Retype each line exactly as it stands, beginning at the first line of the material and finishing with the line that contains "document's successor version.".

Task input →
╭──

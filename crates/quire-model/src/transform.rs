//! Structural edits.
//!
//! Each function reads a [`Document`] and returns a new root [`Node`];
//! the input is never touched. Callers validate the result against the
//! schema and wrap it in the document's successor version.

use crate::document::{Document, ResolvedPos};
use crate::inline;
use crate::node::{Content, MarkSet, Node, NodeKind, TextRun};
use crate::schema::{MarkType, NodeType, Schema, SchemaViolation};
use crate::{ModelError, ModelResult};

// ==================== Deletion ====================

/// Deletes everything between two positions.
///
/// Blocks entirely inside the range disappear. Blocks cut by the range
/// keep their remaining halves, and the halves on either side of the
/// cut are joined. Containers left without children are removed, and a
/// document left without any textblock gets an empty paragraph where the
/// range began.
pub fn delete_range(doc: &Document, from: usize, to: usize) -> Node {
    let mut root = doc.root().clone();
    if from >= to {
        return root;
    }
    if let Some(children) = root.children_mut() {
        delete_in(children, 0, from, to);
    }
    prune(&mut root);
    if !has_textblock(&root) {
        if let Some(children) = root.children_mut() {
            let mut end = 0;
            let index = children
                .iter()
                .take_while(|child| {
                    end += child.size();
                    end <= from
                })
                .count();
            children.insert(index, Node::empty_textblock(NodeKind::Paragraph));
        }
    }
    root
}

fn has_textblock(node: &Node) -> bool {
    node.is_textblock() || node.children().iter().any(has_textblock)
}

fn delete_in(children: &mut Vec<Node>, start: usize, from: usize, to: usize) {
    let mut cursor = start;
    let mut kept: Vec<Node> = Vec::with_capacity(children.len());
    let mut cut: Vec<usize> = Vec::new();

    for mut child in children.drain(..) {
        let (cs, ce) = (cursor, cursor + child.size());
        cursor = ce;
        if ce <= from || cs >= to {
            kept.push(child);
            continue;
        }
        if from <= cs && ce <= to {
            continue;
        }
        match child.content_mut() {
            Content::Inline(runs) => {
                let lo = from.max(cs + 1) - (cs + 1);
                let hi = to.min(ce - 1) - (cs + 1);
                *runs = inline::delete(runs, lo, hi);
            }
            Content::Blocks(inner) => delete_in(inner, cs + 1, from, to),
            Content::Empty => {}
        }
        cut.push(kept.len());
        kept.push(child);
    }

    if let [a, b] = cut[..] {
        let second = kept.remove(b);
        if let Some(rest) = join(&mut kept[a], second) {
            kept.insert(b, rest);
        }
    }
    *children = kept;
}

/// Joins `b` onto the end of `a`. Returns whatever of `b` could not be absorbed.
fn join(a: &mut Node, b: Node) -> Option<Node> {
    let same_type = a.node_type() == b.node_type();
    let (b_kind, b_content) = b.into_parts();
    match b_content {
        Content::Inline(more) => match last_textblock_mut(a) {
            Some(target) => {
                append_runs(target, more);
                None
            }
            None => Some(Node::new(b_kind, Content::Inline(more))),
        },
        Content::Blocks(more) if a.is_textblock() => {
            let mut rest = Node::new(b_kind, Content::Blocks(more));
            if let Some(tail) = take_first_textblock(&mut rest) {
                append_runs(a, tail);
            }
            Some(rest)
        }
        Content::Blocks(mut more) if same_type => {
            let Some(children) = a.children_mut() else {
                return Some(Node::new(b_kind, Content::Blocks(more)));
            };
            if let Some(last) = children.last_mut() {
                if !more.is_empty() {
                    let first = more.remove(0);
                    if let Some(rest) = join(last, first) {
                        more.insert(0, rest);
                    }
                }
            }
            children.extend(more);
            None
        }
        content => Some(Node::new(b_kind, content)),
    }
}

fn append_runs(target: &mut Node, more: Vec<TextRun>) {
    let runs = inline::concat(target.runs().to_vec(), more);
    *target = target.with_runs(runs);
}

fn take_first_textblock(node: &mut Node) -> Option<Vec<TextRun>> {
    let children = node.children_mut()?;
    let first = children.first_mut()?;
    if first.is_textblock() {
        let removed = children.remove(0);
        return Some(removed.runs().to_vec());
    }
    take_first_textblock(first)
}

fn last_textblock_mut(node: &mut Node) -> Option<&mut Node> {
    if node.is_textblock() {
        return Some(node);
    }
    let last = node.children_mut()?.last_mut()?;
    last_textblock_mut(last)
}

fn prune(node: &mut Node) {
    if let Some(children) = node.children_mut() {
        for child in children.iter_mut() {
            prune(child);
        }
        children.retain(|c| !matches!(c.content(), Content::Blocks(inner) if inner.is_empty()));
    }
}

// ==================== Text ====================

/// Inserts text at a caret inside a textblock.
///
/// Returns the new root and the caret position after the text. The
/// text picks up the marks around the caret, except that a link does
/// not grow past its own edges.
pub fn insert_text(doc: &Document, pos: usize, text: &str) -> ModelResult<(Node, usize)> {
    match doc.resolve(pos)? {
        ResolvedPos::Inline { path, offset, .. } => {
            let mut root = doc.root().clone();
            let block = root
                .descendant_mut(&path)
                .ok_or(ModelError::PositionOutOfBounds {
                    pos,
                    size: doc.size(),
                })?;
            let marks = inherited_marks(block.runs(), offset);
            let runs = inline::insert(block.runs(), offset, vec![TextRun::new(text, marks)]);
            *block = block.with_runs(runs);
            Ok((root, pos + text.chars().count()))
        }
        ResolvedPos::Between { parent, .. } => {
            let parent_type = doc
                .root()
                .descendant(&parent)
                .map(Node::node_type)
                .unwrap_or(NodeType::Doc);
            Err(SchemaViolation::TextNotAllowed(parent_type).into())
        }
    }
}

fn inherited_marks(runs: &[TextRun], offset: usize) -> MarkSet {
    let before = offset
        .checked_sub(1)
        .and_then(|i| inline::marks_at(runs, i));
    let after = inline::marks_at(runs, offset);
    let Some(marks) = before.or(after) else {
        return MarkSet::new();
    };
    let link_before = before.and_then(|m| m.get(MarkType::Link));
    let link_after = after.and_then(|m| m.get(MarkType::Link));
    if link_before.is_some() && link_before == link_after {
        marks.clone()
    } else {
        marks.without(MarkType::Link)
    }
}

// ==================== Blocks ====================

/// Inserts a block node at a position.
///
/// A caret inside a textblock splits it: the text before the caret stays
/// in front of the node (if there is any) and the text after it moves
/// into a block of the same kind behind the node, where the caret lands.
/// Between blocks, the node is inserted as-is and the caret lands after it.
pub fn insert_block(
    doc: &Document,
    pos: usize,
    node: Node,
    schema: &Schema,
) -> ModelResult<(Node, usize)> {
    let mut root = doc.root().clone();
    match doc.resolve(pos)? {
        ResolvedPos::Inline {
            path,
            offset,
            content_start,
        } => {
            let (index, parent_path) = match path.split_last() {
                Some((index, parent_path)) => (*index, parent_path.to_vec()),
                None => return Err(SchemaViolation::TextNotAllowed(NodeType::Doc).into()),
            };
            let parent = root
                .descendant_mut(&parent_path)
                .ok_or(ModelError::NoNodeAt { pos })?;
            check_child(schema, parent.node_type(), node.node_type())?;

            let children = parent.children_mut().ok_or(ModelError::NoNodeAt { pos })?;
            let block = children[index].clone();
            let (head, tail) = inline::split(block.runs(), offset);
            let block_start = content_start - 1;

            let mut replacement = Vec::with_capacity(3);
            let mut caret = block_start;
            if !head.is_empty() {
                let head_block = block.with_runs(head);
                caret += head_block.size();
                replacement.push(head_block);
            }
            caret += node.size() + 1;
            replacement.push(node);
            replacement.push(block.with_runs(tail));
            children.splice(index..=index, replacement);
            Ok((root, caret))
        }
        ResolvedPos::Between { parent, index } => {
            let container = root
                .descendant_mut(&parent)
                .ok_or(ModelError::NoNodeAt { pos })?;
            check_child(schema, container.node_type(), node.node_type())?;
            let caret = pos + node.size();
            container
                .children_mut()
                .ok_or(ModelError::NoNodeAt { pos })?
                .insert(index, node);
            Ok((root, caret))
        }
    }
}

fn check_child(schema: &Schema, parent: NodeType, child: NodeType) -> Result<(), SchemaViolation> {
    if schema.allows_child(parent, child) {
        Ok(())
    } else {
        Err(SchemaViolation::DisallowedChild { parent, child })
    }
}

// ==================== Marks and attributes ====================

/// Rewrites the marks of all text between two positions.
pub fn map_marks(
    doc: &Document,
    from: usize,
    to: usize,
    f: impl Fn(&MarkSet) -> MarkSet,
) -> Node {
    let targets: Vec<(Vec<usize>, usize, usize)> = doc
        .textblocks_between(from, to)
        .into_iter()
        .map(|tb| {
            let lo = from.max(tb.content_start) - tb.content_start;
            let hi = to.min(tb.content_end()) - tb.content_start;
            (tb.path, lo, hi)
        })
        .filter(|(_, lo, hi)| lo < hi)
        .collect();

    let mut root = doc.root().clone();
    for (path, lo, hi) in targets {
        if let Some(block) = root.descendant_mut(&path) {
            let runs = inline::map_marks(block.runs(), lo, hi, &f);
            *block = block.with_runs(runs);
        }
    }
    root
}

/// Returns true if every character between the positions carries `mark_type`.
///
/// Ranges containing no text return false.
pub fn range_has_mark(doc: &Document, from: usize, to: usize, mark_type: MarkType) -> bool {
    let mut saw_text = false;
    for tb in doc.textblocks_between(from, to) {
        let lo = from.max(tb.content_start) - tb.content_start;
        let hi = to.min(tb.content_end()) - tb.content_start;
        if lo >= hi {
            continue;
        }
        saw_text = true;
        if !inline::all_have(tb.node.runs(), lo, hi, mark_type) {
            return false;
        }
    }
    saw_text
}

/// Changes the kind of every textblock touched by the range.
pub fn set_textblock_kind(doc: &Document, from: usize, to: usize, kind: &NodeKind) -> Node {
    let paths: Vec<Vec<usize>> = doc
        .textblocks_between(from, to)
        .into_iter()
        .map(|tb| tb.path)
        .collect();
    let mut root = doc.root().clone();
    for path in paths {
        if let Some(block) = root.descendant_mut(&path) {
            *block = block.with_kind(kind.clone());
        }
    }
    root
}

╰──

Result for this exercise →
filename crates/quire-model/src/transform.rs
//! Structural edits.
//!
//! Each function reads a [`Document`] and returns a new root [`Node`];
//! the input is never touched. Callers validate the result against the
//! schema and wrap it in the document's successor version.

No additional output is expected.